# How much heat is lost through finished basement concrete floor



## Drewbabich (Jul 29, 2016)

Hi. I'm going through my first winter and I am trying to gauge how much it'd be worth insulating my basement floor.

I live in Maine an hour north of Boston. I have a 1200 SQ foot basement that I had 2.5 inches of spray foam put on the walls.

We are running 4 water fed baseboard heaters totalling about 20 feet in length. 

They are all on the interior walls of the basement

I have 3 bedrooms with carpet and foam under the carpet which should provide an r value of about 2. 

In the other half of the basement I want to put in vinyl tile right on top of the concrete.

My HVAC guy says once you heat up the concrete floor it 'holds the heat real good'....

I have trouble believing that. But I'd love to not insulate the floor if its not a huge heat loss. Cold floors don't bother me so as long as the space is warm.

Advice or any statistics to support pros cons of insulating the floor would be great.

If I ever build a house I'll insulate below the concrete. That wasnt done here.


----------



## user_12345a (Nov 23, 2014)

it's pretty low. you can make the floor more comfortable with insulation, but shouldn't make a big difference when it comes to energy use.

floor is well below the frost line, probably no more than 2000 btu/hr.


----------



## Nealtw (Jun 22, 2017)

Heat goes up so little is trying to heat the floor I doubt you would measure a difference in floor temp if the house cold.
We put foam under the concrete just around the perimeter when the slab is at surface level outside.
And under the whole floor when hot water is going in the floor. And I question that. As the heat still goes up and if you do warm the sand below it will only take heat at start up and will maintain heat when power is out.
If I had water heat in the basement I would look at a skim coat of concrete with heat in it.


----------



## Bud9051 (Nov 11, 2015)

I've seen the temperature gradient illustrations for basement floors and below grade foundations and the deeper the source of heat the longer it takes to migrate to the surface. And insulation is exactly that, slowing the time it takes the heat to escape. Thus, all of that soil below and up to the surface amounts to a very large r-value. A quick example. If you had 10 rooms adjacent to each other with heat in the first one and one exposed cold wall at the last one the temperatures would decrease uniformly from room to room with the same temperature difference across each wall. Same temp difference would mean the same heat flow. Thus the net heat flow would approximately 1/10 that of a single wall with the total delta temp.
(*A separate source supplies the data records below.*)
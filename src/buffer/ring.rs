//! # Offline Ring Buffer
//!
//! Fixed-capacity FIFO of readings that could not be delivered. Slots are
//! allocated once; `write_index` points one past the newest entry and `count`
//! entries before it (mod capacity) are pending, so the i-th oldest entry
//! lives at `(write_index - count + i) mod C`.
//!
//! ```text
//! capacity 5, count 3, write_index 4
//! ┌─────┬─────┬─────┬─────┬─────┐
//! │     │ r1  │ r2  │ r3  │     │
//! └─────┴─────┴─────┴─────┴─────┘
//!          ↑ oldest         ↑ write_index
//! ```
//!
//! When full, a new write lands on the oldest slot: exactly one reading is
//! lost and the newest is kept.
//!
//! Every mutation rewrites the durable snapshot. Storage failures are logged
//! and the buffer keeps operating in memory.

use std::path::{Path, PathBuf};

use tracing::{debug, info, warn};

use super::snapshot::Snapshot;
use super::storage::Storage;
use crate::reading::Reading;
use crate::uplink::DeliveryOutcome;

#[derive(Debug, Clone, Default)]
struct Slot {
    reading: Option<Reading>,
    valid: bool,
}

/// Result of [`OfflineBuffer::enqueue`]
#[derive(Debug, Clone, PartialEq)]
pub enum EnqueueOutcome {
    /// Stored without loss
    Stored,
    /// Buffer was full; the returned oldest reading was overwritten
    Evicted(Reading),
}

/// Result of one drain pass
#[derive(Debug, Clone, Copy, PartialEq, Eq, Default)]
pub struct DrainReport {
    /// Readings delivered and removed during the pass
    pub delivered: usize,
    /// Readings still buffered afterwards
    pub remaining: usize,
}

impl DrainReport {
    #[must_use]
    pub fn is_complete(&self) -> bool {
        self.remaining == 0
    }
}

/// Bounded, persisted FIFO of undelivered readings
pub struct OfflineBuffer {
    slots: Box<[Slot]>,
    write_index: usize,
    count: usize,
    snapshot_path: PathBuf,
    storage: Box<dyn Storage>,
}

impl std::fmt::Debug for OfflineBuffer {
    fn fmt(&self, f: &mut std::fmt::Formatter<'_>) -> std::fmt::Result {
        f.debug_struct("OfflineBuffer")
            .field("capacity", &self.slots.len())
            .field("count", &self.count)
            .field("write_index", &self.write_index)
            .field("snapshot_path", &self.snapshot_path)
            .finish_non_exhaustive()
    }
}

impl OfflineBuffer {
    /// Creates an empty buffer. A zero capacity is treated as one.
    pub fn new(capacity: usize, snapshot_path: impl Into<PathBuf>, storage: Box<dyn Storage>) -> Self {
        let capacity = capacity.max(1);
        Self {
            slots: vec![Slot::default(); capacity].into_boxed_slice(),
            write_index: 0,
            count: 0,
            snapshot_path: snapshot_path.into(),
            storage,
        }
    }

    #[must_use]
    pub fn capacity(&self) -> usize {
        self.slots.len()
    }

    #[must_use]
    pub fn len(&self) -> usize {
        self.count
    }

    #[must_use]
    pub fn is_empty(&self) -> bool {
        self.count == 0
    }

    #[must_use]
    pub fn is_full(&self) -> bool {
        self.count == self.capacity()
    }

    #[must_use]
    pub fn snapshot_path(&self) -> &Path {
        &self.snapshot_path
    }

    /// Slot index of the i-th oldest pending entry
    fn index_of(&self, i: usize) -> usize {
        let capacity = self.capacity();
        (self.write_index + capacity - self.count + i) % capacity
    }

    /// Pending readings, oldest first
    pub fn iter(&self) -> impl Iterator<Item = &Reading> + '_ {
        (0..self.count).filter_map(move |i| {
            let slot = &self.slots[self.index_of(i)];
            if slot.valid {
                slot.reading.as_ref()
            } else {
                None
            }
        })
    }

    /// Appends a reading, evicting the oldest one if the buffer is full,
    /// then persists the snapshot.
    pub fn enqueue(&mut self, reading: Reading) -> EnqueueOutcome {
        let outcome = self.insert(reading);
        match &outcome {
            EnqueueOutcome::Stored => {
                info!("Reading buffered. Total buffered readings: {}", self.count);
            }
            EnqueueOutcome::Evicted(lost) => {
                warn!(
                    "Offline buffer full ({}), dropped oldest reading from {}",
                    self.capacity(),
                    lost.timestamp
                );
            }
        }
        self.persist();
        outcome
    }

    fn insert(&mut self, reading: Reading) -> EnqueueOutcome {
        let capacity = self.capacity();
        let slot = &mut self.slots[self.write_index];

        // When full, write_index already sits on the oldest entry.
        let outcome = if self.count == capacity {
            match slot.reading.take() {
                Some(lost) if slot.valid => EnqueueOutcome::Evicted(lost),
                _ => EnqueueOutcome::Stored,
            }
        } else {
            self.count += 1;
            EnqueueOutcome::Stored
        };

        slot.reading = Some(reading);
        slot.valid = true;
        self.write_index = (self.write_index + 1) % capacity;
        outcome
    }

    /// Delivers pending readings oldest first, stopping at the first failure.
    ///
    /// Delivered readings are removed; the failed reading and everything
    /// after it stay buffered in their original order.
    pub fn drain_oldest_first<F>(&mut self, mut deliver: F) -> DrainReport
    where
        F: FnMut(&Reading) -> DeliveryOutcome,
    {
        if self.count == 0 {
            return DrainReport::default();
        }

        let pending = self.count;
        info!("Uploading {} buffered readings...", pending);

        let mut removed = 0;
        for i in 0..pending {
            let idx = self.index_of(i);
            let slot = &self.slots[idx];
            let Some(reading) = slot.reading.as_ref().filter(|_| slot.valid) else {
                continue;
            };

            match deliver(reading) {
                DeliveryOutcome::Delivered => {
                    let slot = &mut self.slots[idx];
                    slot.valid = false;
                    slot.reading = None;
                    removed += 1;
                }
                DeliveryOutcome::Failed => {
                    debug!("Drain stopped at buffered reading {} of {}", i + 1, pending);
                    break;
                }
            }
        }

        // Removed entries are always the oldest, so shrinking count from
        // the front drops exactly those.
        self.count -= removed;
        info!("Successfully uploaded {} out of {} buffered readings", removed, pending);

        if self.count == 0 {
            self.write_index = 0;
            self.remove_snapshot();
        } else if removed > 0 {
            self.persist();
        }

        DrainReport {
            delivered: removed,
            remaining: self.count,
        }
    }

    /// Reloads a previously persisted snapshot into the buffer.
    ///
    /// Readings are re-inserted oldest first, so if the snapshot holds more
    /// than the capacity only the newest survive. Returns how many readings
    /// were restored. Unreadable snapshots are logged and ignored.
    pub fn restore(&mut self) -> usize {
        let bytes = match self.storage.read(&self.snapshot_path) {
            Ok(Some(bytes)) => bytes,
            Ok(None) => return 0,
            Err(e) => {
                warn!("Failed to read snapshot {}: {}", self.snapshot_path.display(), e);
                return 0;
            }
        };

        let snapshot = match Snapshot::decode(&bytes) {
            Ok(snapshot) => snapshot,
            Err(e) => {
                warn!("Ignoring corrupt snapshot {}: {}", self.snapshot_path.display(), e);
                return 0;
            }
        };

        for reading in snapshot.readings {
            self.insert(reading);
        }

        if self.count > 0 {
            info!("Restored {} buffered readings from {}", self.count, self.snapshot_path.display());
            self.persist();
        }
        self.count
    }

    fn persist(&mut self) {
        let snapshot = Snapshot {
            readings: self.iter().cloned().collect(),
        };

        let bytes = match snapshot.encode() {
            Ok(bytes) => bytes,
            Err(e) => {
                warn!("Failed to encode buffer snapshot: {}", e);
                return;
            }
        };

        match self.storage.write(&self.snapshot_path, &bytes) {
            Ok(()) => debug!("Buffered readings saved to {}", self.snapshot_path.display()),
            Err(e) => warn!("Failed to write snapshot {}: {}", self.snapshot_path.display(), e),
        }
    }

    fn remove_snapshot(&mut self) {
        match self.storage.remove(&self.snapshot_path) {
            Ok(()) => info!("All buffered readings uploaded and snapshot deleted"),
            Err(e) => warn!("Failed to delete snapshot {}: {}", self.snapshot_path.display(), e),
        }
    }
}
With a basement floor only a limited area actually leads to the surface. The rest just soaks into the ground extending that 10 room example to 100 rooms and a very slow rate of heat loss.
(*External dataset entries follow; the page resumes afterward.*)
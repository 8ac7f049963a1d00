//! # Current Sensors
//!
//! Sources of RMS current (amps). The RMS conversion itself happens in the
//! sensing hardware or an external sampler; this module only reads the
//! resulting value and converts it to power.

use std::fs;
use std::path::PathBuf;

use crate::config::SensorConfig;
use crate::error::{NodeError, Result};

/// Source of RMS current readings
pub trait CurrentSensor: Send {
    /// Reads the current RMS value in amps
    fn read_irms(&mut self) -> Result<f64>;
}

/// Instantaneous power (kW) from RMS current and mains voltage
///
/// # Examples
///
/// ```
/// use watt_node::sampling::power_kw;
///
/// assert_eq!(power_kw(10.0, 230.0), 2.3);
/// ```
#[must_use]
pub fn power_kw(irms: f64, mains_voltage: f64) -> f64 {
    irms * mains_voltage / 1000.0
}

/// Deterministic synthetic load for running without hardware.
///
/// Cycles through a fixed profile around `base_current_a`, resembling a
/// household load with an appliance switching on and off.
#[derive(Debug, Clone)]
pub struct SimulatedSensor {
    base_current_a: f64,
    tick: u64,
}

/// Multipliers applied to the base current, one per sample
const LOAD_PROFILE: [f64; 12] = [1.0, 1.02, 0.98, 1.05, 1.6, 1.62, 1.58, 1.6, 1.0, 0.97, 1.01, 0.99];

impl SimulatedSensor {
    #[must_use]
    pub fn new(base_current_a: f64) -> Self {
        Self { base_current_a, tick: 0 }
    }
}

impl CurrentSensor for SimulatedSensor {
    fn read_irms(&mut self) -> Result<f64> {
        let factor = LOAD_PROFILE[(self.tick % LOAD_PROFILE.len() as u64) as usize];
        self.tick += 1;
        Ok(self.base_current_a * factor)
    }
}

/// Reads a decimal amps value from a file on every sample.
#[derive(Debug, Clone)]
pub struct FileSensor {
    path: PathBuf,
}

impl FileSensor {
    pub fn new(path: impl Into<PathBuf>) -> Self {
        Self { path: path.into() }
    }
}

impl CurrentSensor for FileSensor {
    fn read_irms(&mut self) -> Result<f64> {
        let contents = fs::read_to_string(&self.path)?;
        let value: f64 = contents.trim().parse().map_err(|e| {
            NodeError::Sensor(format!(
                "Invalid current value in {}: {}",
                self.path.display(),
                e
            ))
        })?;

        if !value.is_finite() || value < 0.0 {
            return Err(NodeError::Sensor(format!("Current out of range: {}", value)));
        }
        Ok(value)
    }
}

/// Builds the sensor selected by configuration.
pub fn from_config(config: &SensorConfig) -> Box<dyn CurrentSensor> {
    match config.source.as_str() {
        "file" => Box::new(FileSensor::new(&config.path)),
        _ => Box::new(SimulatedSensor::new(config.simulated_current_a)),
    }
}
The exception to all of the above would be water intrusion. Some homes set very close to the water table and that water will greatly increase the heat loss.

The basement floor will not feel warm but its contribution to heat loss will be minimal. 

Bud

Sorry I type slow


----------



## user_12345a (Nov 23, 2014)

> Heat goes up so little is trying to heat the floor I doubt you would measure a difference in floor temp if the house cold.


Heat moves in all directions, warm air rises in presence of cooler air.


----------